- _Data excerpts_:
···
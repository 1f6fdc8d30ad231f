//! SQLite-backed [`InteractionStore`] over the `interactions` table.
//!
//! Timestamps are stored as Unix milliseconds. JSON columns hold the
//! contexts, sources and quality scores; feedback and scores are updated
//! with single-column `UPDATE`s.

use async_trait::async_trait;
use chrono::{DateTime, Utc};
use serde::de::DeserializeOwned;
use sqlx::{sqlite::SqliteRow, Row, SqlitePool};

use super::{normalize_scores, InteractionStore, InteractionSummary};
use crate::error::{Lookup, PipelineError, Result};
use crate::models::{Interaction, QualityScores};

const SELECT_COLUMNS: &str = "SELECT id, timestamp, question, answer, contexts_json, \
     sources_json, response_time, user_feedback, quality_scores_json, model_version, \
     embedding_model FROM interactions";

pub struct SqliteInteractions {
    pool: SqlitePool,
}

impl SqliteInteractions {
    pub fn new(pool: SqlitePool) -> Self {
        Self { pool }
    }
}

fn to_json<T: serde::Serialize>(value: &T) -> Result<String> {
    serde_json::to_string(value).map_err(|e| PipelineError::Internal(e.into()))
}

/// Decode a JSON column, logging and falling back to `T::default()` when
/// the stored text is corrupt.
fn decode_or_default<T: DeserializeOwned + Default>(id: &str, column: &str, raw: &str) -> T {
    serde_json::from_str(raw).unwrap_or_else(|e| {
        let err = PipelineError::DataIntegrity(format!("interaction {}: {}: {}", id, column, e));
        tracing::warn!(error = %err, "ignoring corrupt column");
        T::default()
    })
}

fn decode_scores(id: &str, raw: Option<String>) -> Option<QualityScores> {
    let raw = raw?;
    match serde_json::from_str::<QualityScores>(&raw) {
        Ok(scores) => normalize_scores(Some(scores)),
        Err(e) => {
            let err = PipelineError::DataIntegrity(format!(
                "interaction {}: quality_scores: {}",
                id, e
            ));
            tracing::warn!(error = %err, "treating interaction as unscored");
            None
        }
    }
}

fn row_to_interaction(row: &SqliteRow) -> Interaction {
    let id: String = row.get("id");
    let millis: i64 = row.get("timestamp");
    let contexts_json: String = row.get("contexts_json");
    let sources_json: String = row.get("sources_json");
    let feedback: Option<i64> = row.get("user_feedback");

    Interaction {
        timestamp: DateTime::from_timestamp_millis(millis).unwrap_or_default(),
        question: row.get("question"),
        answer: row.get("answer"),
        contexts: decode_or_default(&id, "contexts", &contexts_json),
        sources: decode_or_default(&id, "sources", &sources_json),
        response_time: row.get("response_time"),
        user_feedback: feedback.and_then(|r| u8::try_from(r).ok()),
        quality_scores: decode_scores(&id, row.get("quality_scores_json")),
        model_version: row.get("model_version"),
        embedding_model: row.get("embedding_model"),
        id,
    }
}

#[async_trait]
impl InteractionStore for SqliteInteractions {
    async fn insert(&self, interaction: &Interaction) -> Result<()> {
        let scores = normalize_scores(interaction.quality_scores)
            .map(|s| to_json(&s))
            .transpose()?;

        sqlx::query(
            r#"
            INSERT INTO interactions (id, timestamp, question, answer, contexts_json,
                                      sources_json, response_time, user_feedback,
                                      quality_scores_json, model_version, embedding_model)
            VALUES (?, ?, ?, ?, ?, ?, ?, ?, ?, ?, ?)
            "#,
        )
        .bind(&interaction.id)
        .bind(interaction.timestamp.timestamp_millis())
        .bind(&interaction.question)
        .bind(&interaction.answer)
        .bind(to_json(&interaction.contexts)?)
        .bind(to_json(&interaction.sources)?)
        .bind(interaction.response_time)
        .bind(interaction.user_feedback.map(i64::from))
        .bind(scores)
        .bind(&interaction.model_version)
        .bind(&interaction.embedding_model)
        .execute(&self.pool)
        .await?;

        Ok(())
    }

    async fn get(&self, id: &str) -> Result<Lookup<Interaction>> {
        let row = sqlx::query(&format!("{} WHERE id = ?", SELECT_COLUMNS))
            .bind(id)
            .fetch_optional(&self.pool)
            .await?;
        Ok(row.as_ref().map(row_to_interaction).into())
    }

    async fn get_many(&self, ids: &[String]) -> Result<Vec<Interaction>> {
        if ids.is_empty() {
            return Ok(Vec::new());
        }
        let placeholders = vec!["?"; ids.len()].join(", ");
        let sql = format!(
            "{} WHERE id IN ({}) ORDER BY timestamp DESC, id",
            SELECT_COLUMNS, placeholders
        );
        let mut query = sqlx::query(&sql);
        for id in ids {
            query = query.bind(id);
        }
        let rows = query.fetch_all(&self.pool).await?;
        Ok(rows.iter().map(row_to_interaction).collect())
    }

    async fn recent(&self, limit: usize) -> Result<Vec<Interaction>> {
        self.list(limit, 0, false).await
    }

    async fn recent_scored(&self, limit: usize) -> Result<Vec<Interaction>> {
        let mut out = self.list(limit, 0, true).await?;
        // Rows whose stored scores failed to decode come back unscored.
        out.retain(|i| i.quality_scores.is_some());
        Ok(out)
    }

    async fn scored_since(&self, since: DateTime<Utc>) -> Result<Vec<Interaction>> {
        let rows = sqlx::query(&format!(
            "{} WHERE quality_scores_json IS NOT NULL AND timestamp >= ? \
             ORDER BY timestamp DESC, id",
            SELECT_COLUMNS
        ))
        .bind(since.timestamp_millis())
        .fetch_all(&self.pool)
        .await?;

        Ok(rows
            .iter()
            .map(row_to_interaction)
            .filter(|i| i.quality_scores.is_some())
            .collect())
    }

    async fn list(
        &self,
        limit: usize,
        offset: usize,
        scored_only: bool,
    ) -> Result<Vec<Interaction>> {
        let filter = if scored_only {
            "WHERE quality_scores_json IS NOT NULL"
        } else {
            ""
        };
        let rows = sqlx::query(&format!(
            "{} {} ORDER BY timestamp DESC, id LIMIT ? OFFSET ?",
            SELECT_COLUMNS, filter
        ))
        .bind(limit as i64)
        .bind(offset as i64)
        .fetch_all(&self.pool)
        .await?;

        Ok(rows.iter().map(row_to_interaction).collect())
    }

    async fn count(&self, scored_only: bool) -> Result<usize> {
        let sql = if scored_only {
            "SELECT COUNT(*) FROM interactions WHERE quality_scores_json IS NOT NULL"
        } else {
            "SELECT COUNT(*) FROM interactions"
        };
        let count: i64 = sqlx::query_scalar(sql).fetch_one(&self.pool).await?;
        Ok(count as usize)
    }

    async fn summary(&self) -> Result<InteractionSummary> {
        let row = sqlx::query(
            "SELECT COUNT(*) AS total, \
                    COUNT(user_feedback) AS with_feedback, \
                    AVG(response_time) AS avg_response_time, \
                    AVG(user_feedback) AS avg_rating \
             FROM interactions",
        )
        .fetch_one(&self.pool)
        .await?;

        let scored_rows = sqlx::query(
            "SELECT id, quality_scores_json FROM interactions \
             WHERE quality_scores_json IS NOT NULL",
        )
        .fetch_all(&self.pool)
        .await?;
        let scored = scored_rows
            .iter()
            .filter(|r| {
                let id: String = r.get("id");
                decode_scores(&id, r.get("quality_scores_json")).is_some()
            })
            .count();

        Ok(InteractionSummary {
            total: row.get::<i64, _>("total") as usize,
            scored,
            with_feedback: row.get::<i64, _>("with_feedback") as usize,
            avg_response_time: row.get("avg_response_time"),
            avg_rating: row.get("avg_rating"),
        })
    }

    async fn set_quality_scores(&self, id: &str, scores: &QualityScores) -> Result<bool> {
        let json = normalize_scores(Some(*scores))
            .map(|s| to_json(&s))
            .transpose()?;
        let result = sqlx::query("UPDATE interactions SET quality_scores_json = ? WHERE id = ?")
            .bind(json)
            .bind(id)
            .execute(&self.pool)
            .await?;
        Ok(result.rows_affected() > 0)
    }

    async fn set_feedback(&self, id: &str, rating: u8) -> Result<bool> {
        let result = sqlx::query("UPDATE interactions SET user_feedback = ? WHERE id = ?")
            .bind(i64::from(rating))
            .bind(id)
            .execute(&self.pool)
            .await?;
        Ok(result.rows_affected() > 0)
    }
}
···
- _Problem details_:
The response should hold exactly the lines starting at the line with "use serde::de::DeserializeOwned;" and ending at the line with "const SELECT_COLUMNS: &str", and no other line of the material above.

- _Result of this exercise_:
use serde::de::DeserializeOwned;
use sqlx::{sqlite::SqliteRow, Row, SqlitePool};

use super::{normalize_scores, InteractionStore, InteractionSummary};
use crate::error::{Lookup, PipelineError, Result};
use crate::models::{Interaction, QualityScores};

const SELECT_COLUMNS: &str = "SELECT id, timestamp, question, answer, contexts_json, \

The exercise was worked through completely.